In how many lines of the data does the word "period" appear? Give the number by itself.

### Provided data
---
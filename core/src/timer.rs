//! Playback timer
//!
//! A repeating tokio task that posts [`Event::Tick`] at a fixed period.
//! At most one task runs per timer: `start` always cancels the previous one
//! first. Every start bumps a generation number that the ticks carry, so a
//! tick queued by a cancelled task can be recognised and ignored.
//!
//! Copyright (c) 2025 Mohammad Atashi <mohammadaliatashi@icloud.com>

use std::time::Duration;

use log::debug;
use tokio::sync::mpsc::UnboundedSender;
use tokio::task::JoinHandle;
use tokio::time::{self, Instant, MissedTickBehavior};

use crate::event::Event;

pub struct PlaybackTimer {
    events: UnboundedSender<Event>,
    task: Option<JoinHandle<()>>,
    generation: u64,
    period: Option<Duration>,
}

impl PlaybackTimer {
    pub fn new(events: UnboundedSender<Event>) -> Self {
        Self {
            events,
            task: None,
            generation: 0,
            period: None,
        }
    }

    /// Start ticking every `period`, replacing any running task.
    /// The first tick fires one full period after the call.
    ///
    /// Must be called from within a tokio runtime.
    pub fn start(&mut self, period: Duration) -> u64 {
        self.cancel();
        self.generation += 1;
        let generation = self.generation;
        let events = self.events.clone();

        self.task = Some(tokio::spawn(async move {
            let mut ticker = time::interval_at(Instant::now() + period, period);
            ticker.set_missed_tick_behavior(MissedTickBehavior::Delay);
            loop {
                ticker.tick().await;
                if events.send(Event::Tick { generation }).is_err() {
                    break;
                }
            }
        }));
        self.period = Some(period);
        debug!("playback timer {generation} started at {period:?}");
        generation
    }

    /// Stop the running task. Cancelling an idle timer is a no-op.
    pub fn cancel(&mut self) -> bool {
        match self.task.take() {
            Some(task) => {
                task.abort();
                self.period = None;
                debug!("playback timer {} cancelled", self.generation);
                true
            }
            None => false,
        }
    }

    pub fn is_active(&self) -> bool {
        self.task.as_ref().is_some_and(|task| !task.is_finished())
    }

    /// Whether a tick of `generation` comes from the running task
    pub fn is_current(&self, generation: u64) -> bool {
        self.task.is_some() && generation == self.generation
    }

    pub fn generation(&self) -> u64 {
        self.generation
    }

    pub fn period(&self) -> Option<Duration> {
        self.period
    }
}

impl Drop for PlaybackTimer {
    fn drop(&mut self) {
        self.cancel();
    }
}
---
### Answer
12